Tuesday, 11 July 2023

Bombay HC relied upon foreign country tax documents.

  

The decision of Bombay High Court in the case of Commissioner of Income-tax (IT)-2 v. Citicorp Investment Bank (Singapore) Ltd. [2023] 151 taxmann.com 501 (Bombay)

 

Facts of the Case

·       Citicorp Investment Bank (Singapore) Ltd(“Citicorp”) is a tax resident of Singapore and is registered as a Foreign Institutional Investor (FII) in the debt segment with the Securities and Exchange Board of India (SEBI). During the year under consideration, it had earned substantial capital gain during the year on the sale of debt instruments and claimed exemption under Article 13(4) of the India-Singapore Double Taxation Avoidance Agreement (DTAA).

·       During the assessment proceedings, the Assessing Officer (AO) invoked Article 24, contending that though the provisions of Article 13(4) allow exemption of Capital gains in the source country, i.e., India, provisions of Article 24 of DTAA provides for restriction of exemption of such capital gains to the extent of repatriation of such income to other country, i.e., Singapore.

·       In response, the Citicorp furnished a certificate from Singapore Authorities confirming Citicorp’s taxation in Singapore. Unsatisfied, AO made additions to the Citicorp’s income by denying the exemption.

·       Aggrieved by the said treatment of capital gains, Citicorp approached the Dispute Resolution Panel (DRP) wherein the DRP upheld the order passed by the tax officer. Pursuant to which Citicorp preferred an appeal before the Mumbai Tax Tribunal.

·       Mumbai Tax Tribunal allowed the Citicorp’s appeal. The Mumbai Tax Tribunal overturned the contention of the tax officer and held that the Citicorp is eligible to claim the exemption under Article 13(4) of the DTAA.

·       The Tax Authorities, aggrieved by the order of the Mumbai Tax Tribunal, preferred an appeal before the Bombay High Court.

 

Decision of the Bombay High Court

·       The High Court held Citicorp would come under Article 13(4) of DTAA, which says gains from the alienation of any property (debt instrument in this case) shall be taxable only in Singapore, of which the alienator (Citicorp) is a resident. Thus, the entire capital gain shall be taxed in Singapore.

·       The Hon’ble Bombay High Court further held that the provisions of Article 24(1) of the DTAA would not trigger wherein the entire income is subject to tax under the laws in force in Singapore regardless of remission or receipt in Singapore.

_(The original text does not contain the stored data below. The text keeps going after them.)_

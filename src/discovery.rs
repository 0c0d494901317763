//! Per-tenant discovery: OpenID configuration plus signing keys.
//!
//! [`DiscoveryRegistry`] owns one [`DiscoveryManager`] per tenant, created on first use and kept
//! for the life of the process. Managers fetch lazily, serialize their own fetches, and refresh in
//! the background while continuing to serve the material they already hold.

pub mod manager;

pub use manager::*;

// std
use std::time::Duration as StdDuration;
// self
use crate::{_prelude::*, auth::TenantId, http};

/// Discovery and refresh behavior shared by every tenant manager.
#[derive(Clone, Debug)]
pub struct DiscoverySettings {
	/// Identity provider host; `None` selects [`http::DEFAULT_AUTHORITY`].
	pub authority: Option<Url>,
	/// Rejects discovery or key URLs that do not use HTTPS.
	pub require_https: bool,
	/// Interval between background refreshes.
	pub refresh_interval: StdDuration,
	/// Fraction of the interval randomly subtracted from each schedule (`0.0..=1.0`).
	pub refresh_jitter: f64,
	/// Minimum spacing between fetches triggered by unknown key identifiers or failures.
	pub min_refresh_interval: StdDuration,
}
impl DiscoverySettings {
	/// Default background refresh interval (12 hours).
	pub const DEFAULT_REFRESH_INTERVAL: StdDuration = StdDuration::from_secs(12 * 60 * 60);
	/// Default minimum spacing between forced refreshes (5 minutes).
	pub const DEFAULT_MIN_REFRESH_INTERVAL: StdDuration = StdDuration::from_secs(5 * 60);

	/// OpenID configuration URL for `tenant`.
	pub fn metadata_url(&self, tenant: &TenantId) -> Result<Url> {
		http::parse_url(
			"openid_configuration",
			&format!(
				"{}/{tenant}/v2.0/.well-known/openid-configuration",
				http::authority_root(self.authority.as_ref())
			),
		)
	}
}
impl Default for DiscoverySettings {
	fn default() -> Self {
		Self {
			authority: None,
			require_https: true,
			refresh_interval: Self::DEFAULT_REFRESH_INTERVAL,
			refresh_jitter: 0.1,
			min_refresh_interval: Self::DEFAULT_MIN_REFRESH_INTERVAL,
		}
	}
}

/// Process-wide map from tenant to its [`DiscoveryManager`].
#[derive(Debug)]
pub struct DiscoveryRegistry {
	settings: Arc<DiscoverySettings>,
	client: ReqwestClient,
	managers: Mutex<HashMap<TenantId, Arc<DiscoveryManager>>>,
}
impl DiscoveryRegistry {
	/// Creates an empty registry.
	pub fn new(settings: DiscoverySettings, client: ReqwestClient) -> Self {
		Self { settings: Arc::new(settings), client, managers: Default::default() }
	}

	/// Settings shared by every manager.
	pub fn settings(&self) -> &DiscoverySettings {
		&self.settings
	}

	/// Returns the manager for `tenant`, creating it exactly once.
	///
	/// Creation happens under the registry lock and performs no I/O.
	pub fn manager(&self, tenant: &TenantId) -> Result<Arc<DiscoveryManager>> {
		if let Some(manager) = self.managers.lock().get(tenant) {
			return Ok(manager.clone());
		}

		let metadata_url = self.settings.metadata_url(tenant)?;
		let mut managers = self.managers.lock();
		let manager = managers.entry(tenant.clone()).or_insert_with(|| {
			tracing::debug!(tenant = %tenant, "creating discovery manager");

			Arc::new(DiscoveryManager::new(
				tenant.clone(),
				metadata_url,
				self.settings.clone(),
				self.client.clone(),
			))
		});

		Ok(manager.clone())
	}

	/// Number of tenants with a manager.
	pub fn len(&self) -> usize {
		self.managers.lock().len()
	}

	/// Returns `true` before any tenant has been seen.
	pub fn is_empty(&self) -> bool {
		self.managers.lock().is_empty()
	}
}
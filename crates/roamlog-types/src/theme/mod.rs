pub mod color;
pub mod model;
pub mod presets;

pub use color::*;
pub use model::*;
pub use presets::*;
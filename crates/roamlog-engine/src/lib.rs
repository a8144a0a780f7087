// Engine module - pure transformations over the journal types
// Sits between the data model (types) and whatever renders or transports it

pub mod convert;
pub mod theme;

pub use convert::{
    location_to_place, place_to_location, preview_entries, preview_entry, to_editor_block,
    to_editor_content, FALLBACK_CATEGORY,
};
pub use theme::{
    price_label, resolve_block, resolve_font, resolve_photo_frame, resolve_recommendation,
    resolve_stamp, resolve_typography, BlockAppearance, DividerAppearance, FontCatalog,
    FontDescriptor, FontFamily, FontToken, FontWeight, MomentAppearance, PhotoAppearance,
    RecommendationAppearance, ResolvedTypography, StampAppearance, SystemFontsOnly,
    TipAppearance,
};

use roamlog_types::{EditorContent, JournalTheme};

// Façade API - stable entry points for app layers

/// Appearance of every block of a draft under `theme`, in sequence order
pub fn render_plan<'a>(
    content: &'a EditorContent,
    theme: &'a JournalTheme,
) -> Vec<BlockAppearance<'a>> {
    content
        .iter()
        .map(|block| resolve_block(block, theme))
        .collect()
}
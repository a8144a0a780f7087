use std::collections::HashSet;

use serde::{Deserialize, Serialize};
use tracing::{debug, warn};
use uuid::Uuid;

use super::block::EditorBlock;
use crate::error::{Error, Result};

/// Ordered blocks of one trip's draft journal
///
/// Aggregate root of an editing session. Structural changes (append, insert,
/// remove, reorder, move) keep `order` equal to the sequence position,
/// i.e. contiguous from 0. `update` never touches order.
///
/// Operations are not internally synchronized; callers sharing a content
/// value between threads must serialize writes themselves.
#[derive(Debug, Clone, PartialEq, Default, Serialize, Deserialize)]
#[serde(from = "RawContent")]
pub struct EditorContent {
    blocks: Vec<EditorBlock>,
}

/// Wire shape of [`EditorContent`]; renumbered on the way in
#[derive(Deserialize)]
struct RawContent {
    #[serde(default)]
    blocks: Vec<EditorBlock>,
}

impl From<RawContent> for EditorContent {
    fn from(raw: RawContent) -> Self {
        Self::from_blocks(raw.blocks)
    }
}

impl EditorContent {
    pub fn new() -> Self {
        Self::default()
    }

    /// Wrap existing blocks, sorting by their order and renumbering from 0
    pub fn from_blocks(mut blocks: Vec<EditorBlock>) -> Self {
        blocks.sort_by_key(|block| block.order);
        let mut content = Self { blocks };
        content.reindex();
        content
    }

    pub fn len(&self) -> usize {
        self.blocks.len()
    }

    pub fn is_empty(&self) -> bool {
        self.blocks.is_empty()
    }

    pub fn iter(&self) -> std::slice::Iter<'_, EditorBlock> {
        self.blocks.iter()
    }

    /// Blocks in sequence order
    pub fn blocks(&self) -> &[EditorBlock] {
        &self.blocks
    }

    pub fn into_blocks(self) -> Vec<EditorBlock> {
        self.blocks
    }

    pub fn block_ids(&self) -> Vec<Uuid> {
        self.blocks.iter().map(|block| block.id).collect()
    }

    /// Block with the given id, if present
    pub fn block(&self, id: Uuid) -> Option<&EditorBlock> {
        self.blocks.iter().find(|block| block.id == id)
    }

    /// Sequence position of the block with the given id
    pub fn position(&self, id: Uuid) -> Option<usize> {
        self.blocks.iter().position(|block| block.id == id)
    }

    /// Order to assign to the next appended block: max order + 1, or 0 if empty
    pub fn next_order(&self) -> i32 {
        self.blocks
            .iter()
            .map(|block| block.order)
            .max()
            .map_or(0, |max| max + 1)
    }

    /// Append a copy of `block` with `order = next_order()`
    pub fn append(&mut self, mut block: EditorBlock) {
        block.order = self.next_order();
        debug!(block_id = %block.id, order = block.order, block_type = %block.block_type, "append block");
        self.blocks.push(block);
    }

    /// Insert `block` at sequence position `index` (`0..=len`) and renumber
    ///
    /// # Errors
    /// Returns [`Error::IndexOutOfRange`] without modifying the content when
    /// `index > len`.
    pub fn insert(&mut self, block: EditorBlock, index: usize) -> Result<()> {
        let len = self.blocks.len();
        if index > len {
            return Err(Error::IndexOutOfRange { index, len });
        }

        debug!(block_id = %block.id, index, block_type = %block.block_type, "insert block");
        self.blocks.insert(index, block);
        self.reindex();
        Ok(())
    }

    /// Remove the block with `id` if present, then renumber
    pub fn remove(&mut self, id: Uuid) {
        if let Some(index) = self.position(id) {
            debug!(block_id = %id, index, "remove block");
            self.blocks.remove(index);
        }
        self.reindex();
    }

    /// Replace the data and location of the stored block that has `block.id`
    ///
    /// The stored id, order and block type are kept. An unknown id is a
    /// silent no-op: the editing UI may hold a block that a background refresh
    /// already removed. A block whose type differs from the stored one is
    /// ignored as well. Returns whether the stored block was changed.
    pub fn update(&mut self, block: EditorBlock) -> bool {
        let Some(existing) = self.blocks.iter_mut().find(|existing| existing.id == block.id)
        else {
            debug!(block_id = %block.id, "update ignored, block not found");
            return false;
        };

        if existing.block_type != block.block_type {
            warn!(
                block_id = %block.id,
                stored = %existing.block_type,
                received = %block.block_type,
                "update ignored, block type cannot change"
            );
            return false;
        }

        existing.data = block.data;
        existing.location = block.location;
        true
    }

    /// Rebuild the sequence in the order of `ids`
    ///
    /// This redefines membership: ids with no matching block are skipped and
    /// blocks whose id is absent from `ids` are dropped. Callers must pass the
    /// complete id set to keep every block. See [`reorder_checked`] for the
    /// strict variant.
    ///
    /// [`reorder_checked`]: EditorContent::reorder_checked
    pub fn reorder(&mut self, ids: &[Uuid]) {
        let before = self.blocks.len();
        let mut remaining = std::mem::take(&mut self.blocks);
        let mut reordered = Vec::with_capacity(ids.len());

        for id in ids {
            if let Some(index) = remaining.iter().position(|block| block.id == *id) {
                reordered.push(remaining.swap_remove(index));
            }
        }

        if !remaining.is_empty() {
            warn!(
                dropped = remaining.len(),
                before,
                "reorder dropped blocks missing from the id list"
            );
        }

        self.blocks = reordered;
        self.reindex();
    }

    /// Reorder only when `ids` is an exact permutation of the current block ids
    ///
    /// # Errors
    /// Returns [`Error::ReorderMismatch`] listing missing and unknown ids; the
    /// content is left untouched.
    pub fn reorder_checked(&mut self, ids: &[Uuid]) -> Result<()> {
        let current: HashSet<Uuid> = self.blocks.iter().map(|block| block.id).collect();
        let requested: HashSet<Uuid> = ids.iter().copied().collect();

        let missing: Vec<Uuid> = self
            .blocks
            .iter()
            .map(|block| block.id)
            .filter(|id| !requested.contains(id))
            .collect();
        let unknown: Vec<Uuid> = ids
            .iter()
            .copied()
            .filter(|id| !current.contains(id))
            .collect();

        if !missing.is_empty() || !unknown.is_empty() || requested.len() != ids.len() {
            return Err(Error::ReorderMismatch { missing, unknown });
        }

        self.reorder(ids);
        Ok(())
    }

    /// Move the block with `id` to sequence position `to_index` and renumber
    ///
    /// Returns `Ok(false)` when no block has `id`.
    ///
    /// # Errors
    /// Returns [`Error::IndexOutOfRange`] when `to_index >= len`.
    pub fn move_block(&mut self, id: Uuid, to_index: usize) -> Result<bool> {
        let len = self.blocks.len();
        let Some(from) = self.position(id) else {
            return Ok(false);
        };
        if to_index >= len {
            return Err(Error::IndexOutOfRange {
                index: to_index,
                len,
            });
        }

        let block = self.blocks.remove(from);
        self.blocks.insert(to_index, block);
        self.reindex();
        Ok(true)
    }

    /// Whether orders are exactly `0..n-1` in sequence order
    pub fn is_contiguous(&self) -> bool {
        self.blocks
            .iter()
            .enumerate()
            .all(|(index, block)| block.order as usize == index && block.order >= 0)
    }

    fn reindex(&mut self) {
        for (index, block) in self.blocks.iter_mut().enumerate() {
            block.order = index as i32;
        }
    }
}

impl<'a> IntoIterator for &'a EditorContent {
    type Item = &'a EditorBlock;
    type IntoIter = std::slice::Iter<'a, EditorBlock>;

    fn into_iter(self) -> Self::IntoIter {
        self.blocks.iter()
    }
}
pub mod resolver;
pub mod typography;

pub use resolver::*;
pub use typography::*;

·       In the instant case, Singapore authorities have themselves certified that the capital gain income would be brought to tax in Singapore without reference to the amount remitted or received in Singapore. Such certificates issued by the Singapore Tax Authorities will constitute sufficient evidence for accepting the legal position. In this regard, a reference was made to the Central Board of Direct Taxes (CBDT) Circular No.789, dated 13 April 2000 issued with reference to India-Mauritius DTAA, which stated that certificate issued by Mauritius authorities shall constitute sufficient evidence.

·       Therefore, the entire capital gain shall be taxed in Singapore as per Article 13 without invoking Article 24 of the Tax Treaty.

Impact of the Ruling:

·       From a Resident point of view, Indian Company can rely on the documents obtained from the Tax authorities of a Foreign Country by a Non- Resident to pass on the benefits of DTAA, if the same is Beneficial.

·       The Indian Tax Authorities cannot question the documents so obtained.